The Canadian Bankers Association (CBA) is collaborating with the Financial Consumer Agency of Canada in Ottawa and Toronto-based Prosper Canada to develop a system that will allow financial literacy program providers to measure the effectiveness of their programs.

Terry Campbell, president of the Toronto-based CBA, made the announcement at a panel discussion on financial literacy in Toronto on Wednesday that was organized by the Economic Club of Canada.

“We know there’s a need [for financial literacy] and there’s a lot of effort being made, but do we have the capacity to evaluate the effectiveness of these programs? That’s what we want to put in place,” Campbell said. “Those tools don’t really exist right now.”

The research for this project has just begun and is meant to be publicly available in a little more than a year. It will be accessible to public, private and community-based organizations. Financial advisors will also be able to make use of the resources being developed.

A database of metrics is being developed to provide evidence-based outcomes and indicators of a successful financial literacy program against which other programs could be compared.

The CBA will fund the initiative and Prosper Canada, a non-profit organization that promotes financial literacy, will lead the research and development of this system. The building of this database will involve studying literature on the topic from around the world to identify the factors involved in establishing a successful program.

“The reason we have engaged [with] Prosper is because this is its particular area of expertise and [Prosper] can bring [its] expertise and then develop metrics [for the project],” Campbell said.

Representatives from all three parties will form an advisory committee to review findings and provide feedback.

An online toolkit will also be created to help those who run financial literacy programs tweak those programs in order to improve them, according to Campbell.

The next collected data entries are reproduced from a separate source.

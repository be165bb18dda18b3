//! Scene description and draw command generation
//!
//! `render` is a pure function from a scene snapshot to a flat list of draw
//! commands in surface pixels. The host calls it after any state change and
//! replays the commands on whatever surface it owns.

use crate::canvas::Canvas;
use crate::layout::{BoundingBox, Frame, Layout, ObstacleModel, PlacementValidator, Point, Wall};
use crate::units::{percent_to_pixels, SurfaceSize};

use super::config::DrawStyle;

/// Upper bound on grid lines per axis
const MAX_GRID_LINES: usize = 1000;

/// What a rectangle command depicts
#[derive(Debug, Clone, Copy, PartialEq, Eq)]
pub enum RectRole {
    Obstacle,
    Frame,
    HoveredFrame,
    SelectedFrame,
    /// Title panel drawn on exported images
    Panel,
}

/// Horizontal text alignment
#[derive(Debug, Clone, Copy, PartialEq, Eq)]
pub enum TextAnchor {
    Start,
    Middle,
}

/// A single drawing instruction, in surface pixels
#[derive(Debug, Clone, PartialEq)]
pub enum DrawCommand {
    /// The wall photo, stretched over these bounds
    WallImage { bounds: BoundingBox },
    Line {
        from: Point,
        to: Point,
        stroke: String,
        width: f64,
    },
    Rect {
        id: Option<String>,
        role: RectRole,
        bounds: BoundingBox,
        fill: String,
        stroke: String,
        stroke_width: f64,
    },
    Text {
        position: Point,
        content: String,
        font_size: f64,
        fill: String,
        anchor: TextAnchor,
    },
}

/// A read-only snapshot of everything needed to draw the wall
#[derive(Debug, Clone)]
pub struct Scene<'a> {
    pub wall: &'a Wall,
    pub surface: SurfaceSize,
    pub frames: &'a [Frame],
    pub obstacles: &'a ObstacleModel,
    /// Snapping grid pitch in pixels, if a grid should be drawn
    pub grid_pitch: Option<f64>,
    pub hovered: Option<&'a str>,
    pub selected: Option<&'a str>,
    /// Layout name shown in a title panel
    pub title: Option<&'a str>,
}

impl<'a> Scene<'a> {
    /// Snapshot the interactive canvas, including hover and selection
    pub fn from_canvas(canvas: &'a Canvas) -> Self {
        let config = canvas.config();
        Self {
            wall: canvas.wall(),
            surface: canvas.surface(),
            frames: canvas.frames(),
            obstacles: canvas.validator().obstacles(),
            grid_pitch: config.snap_to_grid.then_some(config.grid_pitch),
            hovered: canvas.hovered(),
            selected: canvas.selected(),
            title: None,
        }
    }

    /// A static view of a layout, titled with its name
    pub fn from_layout(
        layout: &'a Layout,
        validator: &'a PlacementValidator,
        surface: SurfaceSize,
    ) -> Self {
        Self {
            wall: validator.wall(),
            surface,
            frames: &layout.frames,
            obstacles: validator.obstacles(),
            grid_pitch: None,
            hovered: None,
            selected: None,
            title: Some(&layout.name),
        }
    }
}

/// Turn a scene into draw commands, back to front
///
/// An unmeasured surface produces no commands.
pub fn render(scene: &Scene<'_>, style: &DrawStyle) -> Vec<DrawCommand> {
    let surface = scene.surface;
    if !surface.is_measured() {
        return vec![];
    }

    let mut commands = vec![DrawCommand::WallImage {
        bounds: BoundingBox::new(0.0, 0.0, surface.width, surface.height),
    }];

    if style.show_grid {
        if let Some(pitch) = scene.grid_pitch.filter(|p| *p > 0.0) {
            draw_grid(surface, pitch, style, &mut commands);
        }
    }
    if style.show_obstacles {
        draw_obstacles(scene, style, &mut commands);
    }
    for frame in scene.frames {
        draw_frame(scene, frame, style, &mut commands);
    }
    if let Some(title) = scene.title {
        draw_title(title, scene.frames.len(), &mut commands);
    }

    commands
}

fn draw_grid(surface: SurfaceSize, pitch: f64, style: &DrawStyle, out: &mut Vec<DrawCommand>) {
    let line = |from: Point, to: Point| DrawCommand::Line {
        from,
        to,
        stroke: style.grid_stroke.clone(),
        width: 1.0,
    };

    for i in 0..grid_line_count(surface.width, pitch) {
        let x = i as f64 * pitch;
        out.push(line(Point::new(x, 0.0), Point::new(x, surface.height)));
    }
    for i in 0..grid_line_count(surface.height, pitch) {
        let y = i as f64 * pitch;
        out.push(line(Point::new(0.0, y), Point::new(surface.width, y)));
    }
}

/// Lines at 0, pitch, 2*pitch.. up to `extent`, capped at [`MAX_GRID_LINES`]
fn grid_line_count(extent: f64, pitch: f64) -> usize {
    let count = (extent / pitch).floor();
    if !count.is_finite() || count < 0.0 {
        return 0;
    }
    (count as usize).saturating_add(1).min(MAX_GRID_LINES)
}

fn draw_obstacles(scene: &Scene<'_>, style: &DrawStyle, out: &mut Vec<DrawCommand>) {
    for zone in &scene.obstacles.zones {
        let bounds = to_pixels(&zone.bounds(), scene.surface);
        out.push(DrawCommand::Rect {
            id: None,
            role: RectRole::Obstacle,
            bounds,
            fill: style.obstacle_fill.clone(),
            stroke: style.obstacle_stroke.clone(),
            stroke_width: 1.0,
        });
        out.push(DrawCommand::Text {
            position: bounds.center(),
            content: style.obstacle_label.clone(),
            font_size: 10.0,
            fill: style.obstacle_text.clone(),
            anchor: TextAnchor::Middle,
        });
    }
}

fn draw_frame(scene: &Scene<'_>, frame: &Frame, style: &DrawStyle, out: &mut Vec<DrawCommand>) {
    let bounds = to_pixels(&frame.rect(scene.wall), scene.surface);
    let id = frame.id.as_str();

    let (role, fill, stroke, stroke_width) = if scene.selected == Some(id) {
        (
            RectRole::SelectedFrame,
            &style.selected_fill,
            &style.highlight_stroke,
            style.selected_stroke_width,
        )
    } else if scene.hovered == Some(id) {
        (
            RectRole::HoveredFrame,
            &style.hovered_fill,
            &style.highlight_stroke,
            style.hovered_stroke_width,
        )
    } else {
        (
            RectRole::Frame,
            &style.frame_fill,
            &style.frame_stroke,
            style.frame_stroke_width,
        )
    };

    out.push(DrawCommand::Rect {
        id: Some(frame.id.clone()),
        role,
        bounds,
        fill: fill.clone(),
        stroke: stroke.clone(),
        stroke_width,
    });

    let center = bounds.center();
    out.push(DrawCommand::Text {
        position: center,
        content: format!("{} {}", frame.size, frame.orientation),
        font_size: style.label_font_size,
        fill: style.label_fill.clone(),
        anchor: TextAnchor::Middle,
    });
    out.push(DrawCommand::Text {
        position: Point::new(center.x, center.y + 15.0),
        content: frame.id.clone(),
        font_size: style.id_font_size,
        fill: style.id_fill.clone(),
        anchor: TextAnchor::Middle,
    });
}

fn draw_title(title: &str, frame_count: usize, out: &mut Vec<DrawCommand>) {
    out.push(DrawCommand::Rect {
        id: None,
        role: RectRole::Panel,
        bounds: BoundingBox::new(10.0, 10.0, 250.0, 50.0),
        fill: "rgba(255, 255, 255, 0.95)".to_string(),
        stroke: "#000000".to_string(),
        stroke_width: 2.0,
    });
    out.push(DrawCommand::Text {
        position: Point::new(20.0, 32.0),
        content: title.to_string(),
        font_size: 18.0,
        fill: "#000000".to_string(),
        anchor: TextAnchor::Start,
    });
    out.push(DrawCommand::Text {
        position: Point::new(20.0, 50.0),
        content: format!("{} frames", frame_count),
        font_size: 12.0,
        fill: "#666666".to_string(),
        anchor: TextAnchor::Start,
    });
}

fn to_pixels(rect: &BoundingBox, surface: SurfaceSize) -> BoundingBox {
    BoundingBox::new(
        percent_to_pixels(rect.x, surface.width),
        percent_to_pixels(rect.y, surface.height),
        percent_to_pixels(rect.width, surface.width),
        percent_to_pixels(rect.height, surface.height),
    )
}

“We’re quite excited about this,” he said. “Financial literacy is near and dear to the banking industry. We believe in it very strongly.”

The CBA’s partners also lauded the initiative.

“Financial literacy is a shared responsibility and that’s why it is so critical to be part of this collaborative effort with the CBA and Prosper Canada,” says Jane Rooney, Canada’s financial literacy leader, in a statement. (Rooney has been charged with implementing the federal government’s financial literacy strategy.)

“This project is the next important step in our ongoing work to build a shared menu of rigorous metrics for financial literacy work in Canada,” adds Elizabeth Mulholland, CEO of Prosper Canada, in a statement: “This will make it easier for community financial educators, as well as others, to evaluate their programs.”

The ongoing emphasis on increasing Canadians’ financial literacy has resulted in Prosper Canada engaging in various partnerships with financial servicse institutions. The non-profit announced on Wednesday it is beginning a financial coaching pilot project with Toronto-based Capital One Canada that will examine the efficacy of integrating financial coaching into existing social services.

Prosper Canada also embarked on a separate pilot project earlier this year that connects low-income clients in Toronto to financial advisors that act as financial coaches. A consortium of investment firms is funding this project.